**AIM OF THE TASK**
Wherever the string "struct" appears in the records, return the line that holds it.

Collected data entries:
- Opening Delimiter -

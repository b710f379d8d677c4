use std::io::Write;
use std::path::Path;
use std::sync::Arc;

use anyhow::{bail, Context, Result};
use tokio::io::{AsyncBufReadExt, BufReader, Lines, Stdin};

use cert_quiz::models::language::{is_supported, language_name, native_name, supported_codes};
use cert_quiz::models::{AppSettings, QuizConfig};
use cert_quiz::utils::logging;
use cert_quiz::{
    BatchGenerator, CertificationValidator, Config, FileStore, LlmClient, NavigationEvent,
    ProgressStore, QuestionGenerator, SessionOrchestrator, SessionPhase, TextGenerator,
};

const CONFIG_FILE: &str = "quiz.toml";
const OPTION_LABELS: [char; 4] = ['A', 'B', 'C', 'D'];

const USAGE: &str = "用法: cert_quiz [命令]

命令:
  quiz                 开始一次实时出题的测验（默认）
  bank <证书名称>      批量生成题目并加入证书题库
  replay <测验 id>     重做已保存的测验
  resume <会话 id>     继续未完成的会话
  export <测验 id>     以 JSON 输出测验
  import <文件>        导入测验 JSON
  validate <证书名称>  校验证书名称
  info                 查看已保存的测验与会话
  clear                清除全部数据";

/// 终端输入
struct Terminal {
    lines: Lines<BufReader<Stdin>>,
}

impl Terminal {
    fn new() -> Self {
        Self {
            lines: BufReader::new(tokio::io::stdin()).lines(),
        }
    }

    async fn ask(&mut self, label: &str) -> Result<String> {
        print!("{}", label);
        std::io::stdout().flush()?;
        match self.lines.next_line().await? {
            Some(line) => Ok(line.trim().to_string()),
            None => bail!("输入已结束"),
        }
    }

    async fn ask_or(&mut self, label: &str, default: &str) -> Result<String> {
        let answer = self.ask(&format!("{} [{}]: ", label, default)).await?;
        Ok(if answer.is_empty() {
            default.to_string()
        } else {
            answer
        })
    }
}

#[tokio::main]
async fn main() -> Result<()> {
    let config = load_config()?;
    logging::init(config.verbose_logging);
    logging::log_startup(&config.llm_model_name, &config.data_dir);

    let store = ProgressStore::new(Arc::new(FileStore::new(&config.data_dir)));
    let mut terminal = Terminal::new();

    let args: Vec<String> = std::env::args().skip(1).collect();
    let command = args.first().map(String::as_str).unwrap_or("quiz");
    let argument = args.get(1..).unwrap_or(&[]).join(" ");

    match command {
        "quiz" => run_quiz(&config, &store, &mut terminal).await,
        "bank" => run_bank(&config, &store, &mut terminal, required(&argument, "证书名称")?).await,
        "replay" => run_replay(&config, &store, &mut terminal, required(&argument, "测验 id")?).await,
        "resume" => run_resume(&config, &store, &mut terminal, required(&argument, "会话 id")?).await,
        "export" => {
            let json = store.export_quiz_json(required(&argument, "测验 id")?).await?;
            println!("{}", json);
            Ok(())
        }
        "import" => {
            let path = required(&argument, "文件")?;
            let text = tokio::fs::read_to_string(path)
                .await
                .with_context(|| format!("读取 {} 失败", path))?;
            let quiz = store.import_quiz_json(&text).await?;
            println!("已导入: {} ({}，{} 题)", quiz.title, quiz.id, quiz.questions.len());
            Ok(())
        }
        "validate" => run_validate(&config, &store, &mut terminal, required(&argument, "证书名称")?).await,
        "info" => run_info(&store).await,
        "clear" => {
            store.clear_all().await?;
            println!("已清除全部数据");
            Ok(())
        }
        "help" | "-h" | "--help" => {
            println!("{}", USAGE);
            Ok(())
        }
        other => bail!("未知命令: {}\n\n{}", other, USAGE),
    }
}

/// 当前目录有 quiz.toml 时从文件加载，否则只读环境变量
fn load_config() -> Result<Config> {
    if Path::new(CONFIG_FILE).exists() {
        Ok(Config::from_toml_file(CONFIG_FILE)?)
    } else {
        Ok(Config::from_env())
    }
}

fn required<'a>(argument: &'a str, name: &str) -> Result<&'a str> {
    if argument.trim().is_empty() {
        bail!("缺少参数: {}\n\n{}", name, USAGE);
    }
    Ok(argument.trim())
}

/// API Key 依次取配置、已保存的设置、终端输入
async fn resolve_settings(
    config: &Config,
    store: &ProgressStore,
    terminal: &mut Terminal,
) -> Result<AppSettings> {
    let mut settings = store.load_settings().await?;
    if !config.llm_api_key.is_empty() {
        settings.api_key = config.llm_api_key.clone();
        return Ok(settings);
    }
    if settings.api_key.is_empty() {
        settings.api_key = terminal.ask("API Key: ").await?;
        if settings.api_key.is_empty() {
            bail!("缺少 API Key");
        }
        store.save_settings(&settings).await?;
    }
    Ok(settings)
}

fn backend_for(config: &Config, api_key: &str) -> Arc<dyn TextGenerator> {
    Arc::new(LlmClient::with_api_key(config, api_key))
}

fn question_generator(config: &Config, api_key: &str) -> QuestionGenerator {
    QuestionGenerator::new(backend_for(config, api_key)).with_policy(config.retry_policy())
}

async fn run_quiz(config: &Config, store: &ProgressStore, terminal: &mut Terminal) -> Result<()> {
    let settings = resolve_settings(config, store, terminal).await?;

    let certificate_name = terminal.ask("证书名称: ").await?;
    let count: usize = terminal
        .ask_or("题目数量 (1-20)", "5")
        .await?
        .parse()
        .context("题目数量必须是数字")?;
    let default_language = if settings.language.is_empty() {
        config.default_language.clone()
    } else {
        settings.language.clone()
    };
    let language = terminal.ask_or("语言代码", &default_language).await?;
    if !is_supported(&language) {
        bail!(
            "不支持的语言代码: {}（可选: {}）",
            language,
            supported_codes().join(", ")
        );
    }

    let certificate = store.find_or_create_certificate(&certificate_name).await?;
    let quiz_config = QuizConfig {
        api_key: settings.api_key.clone(),
        certificate_id: certificate.id,
        certificate_name,
        number_of_questions: count,
        language,
    };

    let orchestrator = SessionOrchestrator::new(
        quiz_config,
        question_generator(config, &settings.api_key),
        store.clone(),
    )?
    .with_stagger(config.background_stagger());

    drive(orchestrator, terminal).await
}

async fn run_bank(
    config: &Config,
    store: &ProgressStore,
    terminal: &mut Terminal,
    certificate_name: &str,
) -> Result<()> {
    let settings = resolve_settings(config, store, terminal).await?;
    let count: usize = terminal
        .ask_or("生成题目数量 (1-20)", "10")
        .await?
        .parse()
        .context("题目数量必须是数字")?;

    let certificate = store.find_or_create_certificate(certificate_name).await?;
    let quiz_config = QuizConfig {
        api_key: settings.api_key.clone(),
        certificate_id: certificate.id.clone(),
        certificate_name: certificate.name.clone(),
        number_of_questions: count,
        language: config.default_language.clone(),
    };
    quiz_config.validate()?;

    let generator = BatchGenerator::new(backend_for(config, &settings.api_key))
        .with_policy(config.batch_retry_policy())
        .with_batch_delay(config.batch_delay());

    let quiz = generator
        .generate_quiz(&quiz_config, |progress| {
            println!(
                "[{}/{}] {} ({}/{} 题)",
                progress.current_batch,
                progress.total_batches,
                progress.status,
                progress.completed,
                progress.total
            );
        })
        .await?;

    let set = store
        .create_or_update_question_set(&certificate.id, quiz.questions.clone())
        .await?;
    store.upsert_quiz(quiz.clone()).await?;

    println!(
        "已生成 {} 题，题库共 {} 题。测验 id: {}",
        quiz.questions.len(),
        set.questions.len(),
        quiz.id
    );
    Ok(())
}

async fn run_replay(
    config: &Config,
    store: &ProgressStore,
    terminal: &mut Terminal,
    quiz_id: &str,
) -> Result<()> {
    let quiz = match store.find_quiz(quiz_id).await? {
        Some(quiz) => quiz,
        None => bail!("找不到测验: {}", quiz_id),
    };

    let orchestrator = SessionOrchestrator::replay(&quiz, question_generator(config, ""), store.clone())?;
    drive(orchestrator, terminal).await
}

async fn run_resume(
    config: &Config,
    store: &ProgressStore,
    terminal: &mut Terminal,
    session_id: &str,
) -> Result<()> {
    let session = match store.load_session(session_id).await? {
        Some(session) => session,
        None => bail!("找不到会话: {}", session_id),
    };
    let api_key = if session.config.api_key.is_empty() {
        resolve_settings(config, store, terminal).await?.api_key
    } else {
        session.config.api_key.clone()
    };

    let orchestrator =
        SessionOrchestrator::resume(session, question_generator(config, &api_key), store.clone())?
            .with_stagger(config.background_stagger());
    drive(orchestrator, terminal).await
}

async fn run_validate(
    config: &Config,
    store: &ProgressStore,
    terminal: &mut Terminal,
    certificate_name: &str,
) -> Result<()> {
    let settings = resolve_settings(config, store, terminal).await?;
    let validator = CertificationValidator::new(backend_for(config, &settings.api_key));
    let result = validator.validate(certificate_name).await?;

    if result.is_valid {
        println!("✓ {} ({:?})", result.corrected_name, result.confidence);
        println!("  {}", result.description);
    } else {
        println!("✗ 未识别的证书: {}", certificate_name);
        for suggestion in &result.suggestions {
            println!("  - {}", suggestion);
        }
    }
    Ok(())
}

async fn run_info(store: &ProgressStore) -> Result<()> {
    let info = store.storage_info().await?;
    println!(
        "测验 {} 个，会话 {} 个，约 {}",
        info.quiz_count, info.session_count, info.estimated_size
    );

    for quiz in store.load_quizzes().await? {
        println!("  [测验] {}  {} ({} 题)", quiz.id, quiz.title, quiz.questions.len());
    }
    let mut sessions: Vec<_> = store.load_sessions().await?.into_values().collect();
    sessions.sort_by_key(|s| s.created_at);
    for session in sessions.iter().filter(|s| !s.completed) {
        println!(
            "  [未完成] {}  {} ({}/{} 题已答)",
            session.id,
            session.config.certificate_name,
            session.answers.len(),
            session.target_questions
        );
    }
    Ok(())
}

/// 终端答题循环
async fn drive(mut orchestrator: SessionOrchestrator, terminal: &mut Terminal) -> Result<()> {
    let language = &orchestrator.session().config.language;
    println!(
        "\n正在准备 {} 测验（{} / {}）...",
        orchestrator.session().config.certificate_name,
        language_name(language),
        native_name(language).unwrap_or_else(|| language_name(language)),
    );

    let mut started = orchestrator.start().await;
    while let Err(e) = started {
        println!("\n生成题目失败: {}", e);
        if !matches!(orchestrator.phase(), SessionPhase::Failed(_)) {
            return Err(e.into());
        }
        let choice = terminal.ask("r 重试 / q 退出: ").await?;
        if choice.eq_ignore_ascii_case("q") {
            orchestrator.exit().await;
            return Ok(());
        }
        started = orchestrator.retry().await;
    }

    while !orchestrator.is_completed() {
        let Some(question) = orchestrator.current_question().cloned() else {
            break;
        };
        let navigation = orchestrator.navigation();
        println!(
            "\n第 {}/{} 题  ({:.0}%)  得分 {}{}",
            navigation.current_index() + 1,
            navigation.target(),
            orchestrator.progress(),
            orchestrator.score(),
            if orchestrator.is_preparing_questions() {
                "  · 后台出题中"
            } else {
                ""
            }
        );
        println!("{}", question.question);
        for (label, option) in OPTION_LABELS.iter().zip(question.options.iter()) {
            println!("  {}. {}", label, option);
        }

        let selected = loop {
            let input = terminal.ask("答案 (A-D，q 退出): ").await?;
            if input.eq_ignore_ascii_case("q") {
                let session = orchestrator.exit().await;
                println!("已保存进度，会话 id: {}", session.id);
                return Ok(());
            }
            match parse_choice(&input) {
                Some(index) => break index,
                None => println!("请输入 A、B、C 或 D"),
            }
        };

        orchestrator.select_answer(selected);
        let Some(outcome) = orchestrator.submit_answer().await else {
            continue;
        };
        if outcome.record.is_correct {
            println!("✓ 回答正确");
        } else {
            println!(
                "✗ 回答错误，正确答案是 {}",
                OPTION_LABELS[question.correct_answer]
            );
        }
        println!("{}", question.explanation);

        let input = terminal.ask("回车继续，q 退出: ").await?;
        if input.eq_ignore_ascii_case("q") {
            let session = orchestrator.exit().await;
            println!("已保存进度，会话 id: {}", session.id);
            return Ok(());
        }

        if let Some(NavigationEvent::Completed(answers)) = orchestrator.advance().await {
            let correct = answers.iter().filter(|a| a.is_correct).count();
            println!(
                "\n🏆 测验完成: {}/{} ({}%)",
                correct,
                answers.len(),
                orchestrator.navigation().percentage()
            );
        }
    }
    Ok(())
}

/// 解析 A-D 或 1-4
fn parse_choice(input: &str) -> Option<usize> {
    let mut chars = input.trim().chars();
    let first = chars.next()?;
    if chars.next().is_some() {
        return None;
    }
    match first.to_ascii_uppercase() {
        c @ 'A'..='D' => Some(c as usize - 'A' as usize),
        c @ '1'..='4' => Some(c as usize - '1' as usize),
        _ => None,
    }
}
//! 集成测试共用的文本生成替身
//!
//! 按提示词里的题号应答，因此同步请求和后台请求交错时结果仍然确定。

#![allow(dead_code)]

use std::collections::{HashMap, HashSet};
use std::sync::{Arc, Mutex};

use async_trait::async_trait;

use cert_quiz::error::GenerationError;
use cert_quiz::models::{QuizConfig, QuizRecord};
use cert_quiz::{MemoryStore, ProgressStore, QuestionGenerator, TextGenerator};

#[derive(Default)]
pub struct NumberedBackend {
    /// 题号 -> 剩余失败次数
    failures: Mutex<HashMap<usize, usize>>,
    always_fail: HashSet<usize>,
    calls: Mutex<Vec<usize>>,
}

impl NumberedBackend {
    pub fn new() -> Self {
        Self::default()
    }

    /// 第 `number` 题的前 `times` 次请求失败
    pub fn fail_times(self, number: usize, times: usize) -> Self {
        self.failures
            .lock()
            .unwrap()
            .insert(number, times);
        self
    }

    /// 第 `number` 题永远失败
    pub fn always_fail(mut self, number: usize) -> Self {
        self.always_fail.insert(number);
        self
    }

    /// 按请求顺序记录的题号
    pub fn calls(&self) -> Vec<usize> {
        self.calls.lock().unwrap().clone()
    }
}

#[async_trait]
impl TextGenerator for NumberedBackend {
    async fn generate_text(
        &self,
        _system_message: Option<&str>,
        user_message: &str,
    ) -> Result<String, GenerationError> {
        let number = question_number_of(user_message).unwrap_or(0);
        self.calls.lock().unwrap().push(number);

        if self.always_fail.contains(&number) {
            return Err(GenerationError::Request("503 Service Unavailable".into()));
        }
        {
            let mut failures = self.failures.lock().unwrap();
            if let Some(remaining) = failures.get_mut(&number) {
                if *remaining > 0 {
                    *remaining -= 1;
                    return Err(GenerationError::Request("503 Service Unavailable".into()));
                }
            }
        }

        Ok(question_json(number))
    }
}

/// 从单题提示词中取回题号
pub fn question_number_of(prompt: &str) -> Option<usize> {
    let rest = prompt.split("This is question number ").nth(1)?;
    let digits: String = rest.chars().take_while(char::is_ascii_digit).collect();
    digits.parse().ok()
}

/// 第 n 题：题干 "Question n?"，正确答案为 n % 4
pub fn question_value(number: usize) -> serde_json::Value {
    serde_json::json!({
        "question": format!("Question {}?", number),
        "options": ["Alpha", "Beta", "Gamma", "Delta"],
        "correctAnswer": number % 4,
        "explanation": format!("Explanation {}", number),
    })
}

/// 带代码块标记的单题响应
pub fn question_json(number: usize) -> String {
    format!("```json\n{}\n```", question_value(number))
}

pub fn quiz_config(count: usize) -> QuizConfig {
    QuizConfig {
        api_key: "test-key".into(),
        certificate_id: "cert-test".into(),
        certificate_name: "AWS SAA".into(),
        number_of_questions: count,
        language: "en".into(),
    }
}

pub fn generator(backend: &Arc<NumberedBackend>) -> QuestionGenerator {
    QuestionGenerator::new(backend.clone())
}

pub fn memory_store() -> ProgressStore {
    ProgressStore::new(Arc::new(MemoryStore::new()))
}

pub fn saved_quiz(count: usize) -> QuizRecord {
    let questions = (1..=count)
        .map(|n| {
            cert_quiz::Question::new(
                format!("Saved {}?", n),
                ["A", "B", "C", "D"].map(String::from),
                0,
                "A is right",
            )
        })
        .collect();
    QuizRecord::generated("cert-test", "AWS SAA", "en", questions)
}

- Closing Delimiter -

**REPLY**
struct Terminal {
pub struct NumberedBackend {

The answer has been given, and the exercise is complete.